Hansi Flick still has the desire to be the national coach. Before meeting again with World Cup shock Japan, he announced an important personnel change – and a rather difficult one.
Hansi Flick was in a good mood. In addition to the announcement that Ilkay Gündogan will lead the national soccer team as captain in the future, this was the big news that was eagerly awaited and a little suspicious before the national coach’s difficult test against World Cup shock Japan.
Smiling, sometimes grinning, the 58-year-old appeared relaxed in the converted commercial vehicle pavilion of DFB partner VW and said: “I just feel like looking after this team.”
He said he had hardly noticed the harsh criticism of the past few weeks, regardless of the extremely tense situation in the DFB cosmos. Like after the World Cup defeat in Qatar, he hardly reads anything anymore. “That’s good too,” said Flick before the complicated reunion with the Japanese on Saturday (8.45 p.m./RTL) in the sold-out Wolfsburg Stadium. “Everyone,” emphasized the national coach, who was quite a number after the recent flop games, knew the importance of the next two games. The even more difficult test against World Cup runners-up France follows on Tuesday.
New game philosophy announced
“We want to prepare well and put everything into the games,” said Flick. As a consequence of the past, very disappointing months with only four wins in 16 international matches, he announced a new playing philosophy – with Munich’s Joshua Kimmich in a new role, at least for the time being. The 28-year-old is an “absolute professional and an absolute team player who puts himself at the service of the team,” emphasized Flick. He indirectly confirmed that Kimmich would have to move back to the right-back position he didn’t like. Kimmich did not speak publicly this week.

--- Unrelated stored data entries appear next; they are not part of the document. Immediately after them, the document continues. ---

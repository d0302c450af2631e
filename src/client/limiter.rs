//! Paced dispatch through a serialized admission point.
//!
//! Epistemic foundation:
//! - K_i: Exact pacing needs one owner per governed scope; independent
//!   sleepers race and overshoot the ceiling
//! - B_i: Callers may abandon a queued wait (deadline, cancellation)
//! - I^B: When a queued request will actually dispatch is unknowable from
//!   outside the coordinator
//!
//! Each governed scope (global, or one per target) gets a coordinator task
//! fed by an unbounded mpsc channel. Admission is first-come-first-served in
//! channel order. The delay computation and the `last_dispatch` update happen
//! only inside the coordinator, so two callers can never both observe a zero
//! delay.

use crate::clock::Clock;
use crate::models::{ConfigError, RateConfig, RateScope};
use dashmap::DashMap;
use std::sync::atomic::{AtomicU64, Ordering};
use std::sync::Arc;
use std::time::{Duration, Instant};
use tokio::sync::{mpsc, oneshot};
use tracing::{debug, trace};

const GLOBAL_SCOPE: &str = "::global";

/// Outcome of an admission request.
#[derive(Debug, Clone, Copy, PartialEq, Eq)]
pub enum Admission {
    /// Dispatch permitted; the caller may invoke the target now.
    Granted,
    /// The earliest dispatch slot lies beyond the caller's deadline. No
    /// dispatch slot was consumed.
    MissedDeadline,
    /// The scope's coordinator is gone (runtime shutdown). Not a pacing
    /// verdict; callers surface this as an internal error.
    Unavailable,
}

struct Ticket {
    reply: oneshot::Sender<Admission>,
    deadline_at: Option<Instant>,
}

/// Rate limiter enforcing at most `requests_per_second` dispatches per
/// governed scope.
///
/// Cannot fail after construction; a misconfigured rate (≤ 0) is rejected
/// when the limiter is built.
pub struct RateLimiter {
    interval: Duration,
    per_target: bool,
    clock: Arc<dyn Clock>,
    lanes: DashMap<String, mpsc::UnboundedSender<Ticket>>,
    total_dispatched: Arc<AtomicU64>,
    total_refused: Arc<AtomicU64>,
    total_wait_ms: Arc<AtomicU64>,
}

impl RateLimiter {
    /// Create a rate limiter from configuration.
    pub fn new(config: &RateConfig, clock: Arc<dyn Clock>) -> Result<Self, ConfigError> {
        let rate = config.requests_per_second;
        if !rate.is_finite() || rate <= 0.0 {
            return Err(ConfigError::Invalid(format!(
                "rate.requests_per_second must be a positive finite number, got {rate}"
            )));
        }

        Ok(Self {
            interval: Duration::from_secs_f64(1.0 / rate),
            per_target: config.scope == RateScope::PerTarget,
            clock,
            lanes: DashMap::new(),
            total_dispatched: Arc::new(AtomicU64::new(0)),
            total_refused: Arc::new(AtomicU64::new(0)),
            total_wait_ms: Arc::new(AtomicU64::new(0)),
        })
    }

    /// Minimum spacing between dispatches in one scope.
    pub fn interval(&self) -> Duration {
        self.interval
    }

    /// Suspend until dispatch to `target_id`'s scope is permitted.
    ///
    /// With a deadline, admission is refused up front when the earliest
    /// possible dispatch would already overrun it; the queue position is
    /// given up without consuming a dispatch slot. Dropping the returned
    /// future while queued likewise leaves no trace in the pacing state.
    pub async fn schedule(
        &self,
        target_id: &str,
        deadline_at: Option<Instant>,
    ) -> Admission {
        let scope = if self.per_target { target_id } else { GLOBAL_SCOPE };
        let (reply, rx) = oneshot::channel();
        let ticket = Ticket { reply, deadline_at };

        let sent = self.lane(scope).send(ticket);
        if sent.is_err() {
            // Coordinator task died (runtime shutdown). Evict the dead lane
            // so the next call re-spawns one; never dispatch unpaced.
            self.lanes.remove(scope);
            debug!(scope = scope, "Admission lane closed, refusing dispatch");
            return Admission::Unavailable;
        }

        match rx.await {
            Ok(admission) => admission,
            Err(_) => Admission::Unavailable,
        }
    }

    fn lane(&self, scope: &str) -> mpsc::UnboundedSender<Ticket> {
        self.lanes
            .entry(scope.to_string())
            .or_insert_with(|| {
                spawn_lane(
                    scope.to_string(),
                    self.interval,
                    Arc::clone(&self.clock),
                    Arc::clone(&self.total_dispatched),
                    Arc::clone(&self.total_refused),
                    Arc::clone(&self.total_wait_ms),
                )
            })
            .clone()
    }

    /// Snapshot of limiter statistics.
    pub fn stats(&self) -> RateLimiterStats {
        RateLimiterStats {
            total_dispatched: self.total_dispatched.load(Ordering::Relaxed),
            total_refused: self.total_refused.load(Ordering::Relaxed),
            total_wait_ms: self.total_wait_ms.load(Ordering::Relaxed),
            scopes: self.lanes.len(),
        }
    }
}

/// Coordinator loop for one governed scope.
///
/// Invariant: `last_dispatch` is read and written only here, so admission is
/// a single critical section and FCFS in channel order.
fn spawn_lane(
    scope: String,
    interval: Duration,
    clock: Arc<dyn Clock>,
    dispatched: Arc<AtomicU64>,
    refused: Arc<AtomicU64>,
    wait_ms: Arc<AtomicU64>,
) -> mpsc::UnboundedSender<Ticket> {
    let (tx, mut rx) = mpsc::unbounded_channel::<Ticket>();

    tokio::spawn(async move {
        let mut last_dispatch: Option<Instant> = None;

        while let Some(ticket) = rx.recv().await {
            // Caller abandoned the wait while queued: skip, no side effects.
            if ticket.reply.is_closed() {
                continue;
            }

            let now = clock.now();
            let earliest = last_dispatch.map_or(now, |t| t + interval);

            if let Some(deadline) = ticket.deadline_at {
                if earliest > deadline {
                    refused.fetch_add(1, Ordering::Relaxed);
                    trace!(scope = %scope, "Earliest dispatch overruns deadline, refusing");
                    let _ = ticket.reply.send(Admission::MissedDeadline);
                    continue;
                }
            }

            let wait = earliest.saturating_duration_since(now);
            if !wait.is_zero() {
                debug!(
                    scope = %scope,
                    wait_ms = wait.as_millis() as u64,
                    "Pacing dispatch"
                );
                wait_ms.fetch_add(wait.as_millis() as u64, Ordering::Relaxed);
                clock.sleep(wait).await;
            }

            // Re-check after the wait: an abandoned ticket must not consume
            // the dispatch slot.
            if ticket.reply.is_closed() {
                continue;
            }

            last_dispatch = Some(clock.now());
            dispatched.fetch_add(1, Ordering::Relaxed);
            let _ = ticket.reply.send(Admission::Granted);
        }
    });

    tx
}

/// Rate limiter statistics.
#[derive(Debug, Clone)]
pub struct RateLimiterStats {
    pub total_dispatched: u64,
    pub total_refused: u64,
    pub total_wait_ms: u64,
    pub scopes: usize,
}

#[cfg(test)]
mod tests {
    use super::*;
    use crate::clock::ManualClock;

    fn limiter(rate: f64, scope: RateScope, clock: Arc<ManualClock>) -> RateLimiter {
        let config = RateConfig {
            requests_per_second: rate,
            scope,
        };
        RateLimiter::new(&config, clock).unwrap()
    }

    #[test]
    fn rejects_nonpositive_rate() {
        let clock = Arc::new(ManualClock::new());
        let config = RateConfig {
            requests_per_second: 0.0,
            scope: RateScope::Global,
        };
        assert!(RateLimiter::new(&config, clock).is_err());
    }

    #[tokio::test]
    async fn five_requests_at_rate_two_space_out_evenly() {
        let clock = Arc::new(ManualClock::new());
        let limiter = limiter(2.0, RateScope::Global, Arc::clone(&clock));

        let mut dispatch_times = Vec::new();
        for _ in 0..5 {
            assert_eq!(limiter.schedule("a", None).await, Admission::Granted);
            dispatch_times.push(clock.elapsed());
        }

        let expected: Vec<Duration> = [0, 500, 1000, 1500, 2000]
            .iter()
            .map(|ms| Duration::from_millis(*ms))
            .collect();
        assert_eq!(dispatch_times, expected);
    }

    #[tokio::test]
    async fn dispatches_never_closer_than_interval() {
        let clock = Arc::new(ManualClock::new());
        let limiter = limiter(5.0, RateScope::Global, Arc::clone(&clock));

        let mut previous: Option<Duration> = None;
        for _ in 0..20 {
            limiter.schedule("a", None).await;
            let at = clock.elapsed();
            if let Some(prev) = previous {
                assert!(at - prev >= limiter.interval());
            }
            previous = Some(at);
        }
        // First dispatch is immediate, the other 19 each wait one interval.
        assert_eq!(previous, Some(Duration::from_millis(3800)));
    }

    #[tokio::test]
    async fn per_target_scopes_pace_independently() {
        let clock = Arc::new(ManualClock::new());
        let limiter = limiter(1.0, RateScope::PerTarget, Arc::clone(&clock));

        limiter.schedule("a", None).await;
        limiter.schedule("b", None).await;
        // Different scopes: second dispatch needed no wait.
        assert_eq!(clock.elapsed(), Duration::ZERO);

        limiter.schedule("a", None).await;
        assert_eq!(clock.elapsed(), Duration::from_secs(1));
    }

    #[tokio::test]
    async fn admission_refused_when_slot_overruns_deadline() {
        let clock = Arc::new(ManualClock::new());
        let limiter = limiter(1.0, RateScope::Global, Arc::clone(&clock));

        assert_eq!(limiter.schedule("a", None).await, Admission::Granted);

        // Next slot is at t=1s; a 300ms deadline cannot make it.
        let deadline = clock.now() + Duration::from_millis(300);
        assert_eq!(
            limiter.schedule("a", Some(deadline)).await,
            Admission::MissedDeadline
        );
        // Refusal consumed no slot and no time.
        assert_eq!(clock.elapsed(), Duration::ZERO);

        // An undeadlined caller still gets the t=1s slot.
        assert_eq!(limiter.schedule("a", None).await, Admission::Granted);
        assert_eq!(clock.elapsed(), Duration::from_secs(1));
    }

    #[tokio::test]
    async fn abandoned_ticket_consumes_no_slot() {
        let clock = Arc::new(ManualClock::new());
        let limiter = limiter(1.0, RateScope::Global, Arc::clone(&clock));

        assert_eq!(limiter.schedule("a", None).await, Admission::Granted);

        // Queue a ticket, then drop the waiting future before the
        // coordinator picks it up. The zero timeout polls `schedule` exactly
        // once (enough to enqueue) and then drops it.
        let abandoned =
            tokio::time::timeout(Duration::ZERO, limiter.schedule("a", None)).await;
        assert!(abandoned.is_err());

        // The next caller gets the t=1s slot the abandoned ticket would have
        // taken, and the skip left no trace in the stats.
        assert_eq!(limiter.schedule("a", None).await, Admission::Granted);
        assert_eq!(clock.elapsed(), Duration::from_secs(1));
        let stats = limiter.stats();
        assert_eq!(stats.total_dispatched, 2);
        assert_eq!(stats.total_refused, 0);
    }

    #[tokio::test]
    async fn dead_lane_surfaces_as_unavailable() {
        let clock = Arc::new(ManualClock::new());
        let limiter = limiter(1.0, RateScope::Global, Arc::clone(&clock));

        // Plant a lane whose coordinator is already gone.
        let (tx, rx) = mpsc::unbounded_channel();
        drop(rx);
        limiter.lanes.insert(GLOBAL_SCOPE.to_string(), tx);

        assert_eq!(limiter.schedule("a", None).await, Admission::Unavailable);
        // The dead lane was evicted; the next call re-spawns a coordinator.
        assert_eq!(limiter.schedule("a", None).await, Admission::Granted);
    }

    #[tokio::test]
    async fn stats_track_dispatches_and_refusals() {
        let clock = Arc::new(ManualClock::new());
        let limiter = limiter(1.0, RateScope::Global, Arc::clone(&clock));

        limiter.schedule("a", None).await;
        let deadline = clock.now() + Duration::from_millis(1);
        limiter.schedule("a", Some(deadline)).await;

        let stats = limiter.stats();
        assert_eq!(stats.total_dispatched, 1);
        assert_eq!(stats.total_refused, 1);
        assert_eq!(stats.scopes, 1);
    }
}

Flick went to great lengths to exude composure and sovereignty. In the past few days in mid-summer Wolfsburg, a lot had gone wrong again, starting with the injury of Niclas Füllkrug, training spies and questionable statements both from inside (Kai Havertz) and from outside (Hans-Joachim Watzke) of the isolated DFB quarters. Havertz had complained about the lack of support from the fans, Watzke had bluntly railed against the youth reform in the DFB.
“The national team is something special. And that’s why there are many issues that are currently affecting us due to the situation,” commented Flick. Busy – don’t burden yourself. Coming to the press conference with Gündogan and making the Capitano announcement right at the beginning was a good idea from the DFB’s perspective given so many critical issues. Gündogan now wears the black, red and gold armband again. Kimmich is also part of the “leadership duo”. He thinks “this gives us new energy, which we also need,” said Flick.

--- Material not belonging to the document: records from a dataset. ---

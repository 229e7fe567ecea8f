use repsense_core::{load_config, save_config, DetectorConfig};
use std::fs;

#[test]
fn test_save_and_load_config() {
    let path = std::env::temp_dir().join(format!("repsense_cfg_{}.json", std::process::id()));

    let mut cfg = DetectorConfig::default();
    cfg.min_visibility = 0.3;
    cfg.pushup.down_deg = 70.0;
    cfg.calibration.meters_per_pixel = 0.004;

    // lagre til disk
    save_config(&cfg, &path).expect("kunne ikke lagre konfig");

    // les tilbake
    let loaded = load_config(&path).expect("kunne ikke laste konfig");
    assert_eq!(loaded, cfg);

    // rydde opp
    fs::remove_file(&path).ok();
}

#[test]
fn missing_file_gives_default_config() {
    let path = std::env::temp_dir().join("repsense_finnes_ikke_4711.json");
    fs::remove_file(&path).ok();
    let loaded = load_config(&path).expect("default");
    assert_eq!(loaded, DetectorConfig::default());
}

#[test]
fn broken_file_is_a_parse_error() {
    let path = std::env::temp_dir().join(format!("repsense_broken_{}.json", std::process::id()));
    fs::write(&path, r#"{"jump": {"takeoff_px": "høy"}}"#).unwrap();
    let err = load_config(&path).unwrap_err();
    assert!(err.to_string().contains("jump.takeoff_px"), "{err}");
    fs::remove_file(&path).ok();
}
use pyo3::exceptions::{PyRuntimeError, PyValueError};
use pyo3::prelude::*;
use pyo3::wrap_pyfunction;

use serde_json as json;
use serde_path_to_error as spte;

use crate::analyze_session::parse_config_value;
use crate::config::DetectorConfig;
use crate::error::SessionError;
use crate::session::Session;
use crate::types::{Activity, Frame};

// ──────────────────────────────────────────────────────────────────────────────
// HJELPERE
// ──────────────────────────────────────────────────────────────────────────────

fn to_py_err(e: SessionError) -> PyErr {
    match e {
        // bruksfeil (rekkefølge, lukket økt) er programmeringsfeil hos kaller
        SessionError::NonMonotonicTimestamp { .. } | SessionError::SessionClosed => {
            PyRuntimeError::new_err(e.to_string())
        }
        _ => PyValueError::new_err(e.to_string()),
    }
}

fn config_from_json(config_json: Option<&str>) -> Result<DetectorConfig, SessionError> {
    match config_json {
        Some(s) => parse_config_value(json::from_str(s)?),
        None => Ok(DetectorConfig::default()),
    }
}

// ──────────────────────────────────────────────────────────────────────────────
// LIVE-ØKT
// ──────────────────────────────────────────────────────────────────────────────

/// Live-modus: kaller mater frames som JSON, én om gangen.
#[pyclass(name = "Session")]
struct PySession {
    inner: Session,
}

#[pymethods]
impl PySession {
    #[new]
    #[pyo3(signature = (activity, sample_rate_hz = 30.0, config_json = None))]
    fn new(activity: &str, sample_rate_hz: f64, config_json: Option<&str>) -> PyResult<Self> {
        let activity: Activity = activity.parse().map_err(to_py_err)?;
        let cfg = config_from_json(config_json).map_err(to_py_err)?;
        Ok(Self { inner: Session::start(activity, sample_rate_hz, &cfg) })
    }

    #[getter]
    fn session_id(&self) -> String {
        self.inner.session_id().to_string()
    }

    #[getter]
    fn closed(&self) -> bool {
        self.inner.is_closed()
    }

    /// Returnerer FrameOutcome som JSON (`{"event": ..., "skipped": ...}`).
    fn push_frame(&mut self, frame_json: &str) -> PyResult<String> {
        let mut de = json::Deserializer::from_str(frame_json);
        let frame: Frame = spte::deserialize(&mut de).map_err(|e| {
            PyValueError::new_err(format!("parse error (Frame) at {}: {}", e.path(), e))
        })?;
        let outcome = self.inner.push_frame(&frame).map_err(to_py_err)?;
        json::to_string(&outcome).map_err(|e| PyValueError::new_err(e.to_string()))
    }

    /// Avslutter økten og returnerer rapporten som JSON.
    fn stop(&mut self) -> PyResult<String> {
        let report = self.inner.stop().map_err(to_py_err)?;
        json::to_string(&report).map_err(|e| PyValueError::new_err(e.to_string()))
    }
}

// ──────────────────────────────────────────────────────────────────────────────
// FUNKSJONER
// ──────────────────────────────────────────────────────────────────────────────

#[pyfunction]
fn analyze_session_json(payload: &str) -> PyResult<String> {
    crate::analyze_session::analyze_session_json(payload).map_err(to_py_err)
}

#[pyfunction]
fn default_config_json() -> PyResult<String> {
    json::to_string_pretty(&DetectorConfig::default()).map_err(|e| PyValueError::new_err(e.to_string()))
}

#[pyfunction]
fn list_activities() -> Vec<&'static str> {
    Activity::ALL.iter().map(|a| a.key()).collect()
}

#[pyfunction]
fn metrics_text() -> String {
    crate::metrics::gather_text()
}

// ──────────────────────────────────────────────────────────────────────────────
// PyO3-MODUL
// ──────────────────────────────────────────────────────────────────────────────

#[pymodule]
fn repsense_core(_py: Python, m: &PyModule) -> PyResult<()> {
    m.add_class::<PySession>()?;
    m.add_function(wrap_pyfunction!(analyze_session_json, m)?)?;
    m.add_function(wrap_pyfunction!(default_config_json, m)?)?;
    m.add_function(wrap_pyfunction!(list_activities, m)?)?;
    m.add_function(wrap_pyfunction!(metrics_text, m)?)?;
    Ok(())
}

Gündogan is happy about Flick’s trust
The world-class player Gündogan, who feels very comfortable at his new club FC Barcelona in Catalonia after just a few weeks of settling in, thanked him and spoke of a “great honor”. He is happy about the trust and knows “that it brings with it a great deal of responsibility,” said the 32-year-old, who most recently led Manchester City as captain. “We now have two very unpleasant games,” said Gündogan. The Japan game will show whether Flick has found the perfect role for the triple winner in the changed system. That wasn’t successful in the summer.
“Life is always about us learning from things of the past,” said Flick. “We took a lot with us from the games and the World Cup. Now we have agreed on an idea, a playing philosophy and tried to convey that to the team.” Instead of Malick Thiaw, who was the only bright spot in June, BVB returnee Niklas Süle will start the hot phase before the home European Championship in central defense.
Highly acclaimed World Cup documentary
“How do we want to see the team? Active, we want to keep the intensity high. We hope that a good game will give us confidence in the team again. That’s the crucial thing,” said Flick, whose first major appearance was in a press conference has been attracting a lot of media interest for three months. A dozen cameras captured the national coach’s every move.
Despite all his cheerfulness, Flick will know what would happen to him if the Japan game went wrong. It is only the fourth meeting with the now very competitive Asians. The 1-2 shock in the first World Cup group game was the beginning of the end in Qatar. Flick reported that he had not yet seen the much-noticed documentary from the streaming service Amazon about the end of the World Cup (that’s why?). In another series about his time at FC Bayern, it is fittingly well documented that Flick once announced his resignation from the record champions in the dressing room of the Wolfsburg stadium.
The published World Cup documentary ends with the fact that Flick, as national coach, never thought about resigning. “I’m proud and also very grateful that I can look after these players. It’s a lot of fun,” he said in Wolfsburg. The week in VW City “convinced” him and his coaching team; they were “satisfied with how the team implemented it.” This now has to be successful in front of the fans.
I am Pierce Boyd, a driven and ambitious professional working in the news industry. I have been writing for 24 Hours Worlds for over five years, specializing in sports section coverage. During my tenure at the publication, I have built an impressive portfolio of articles that has earned me a reputation as an experienced journalist and content creator.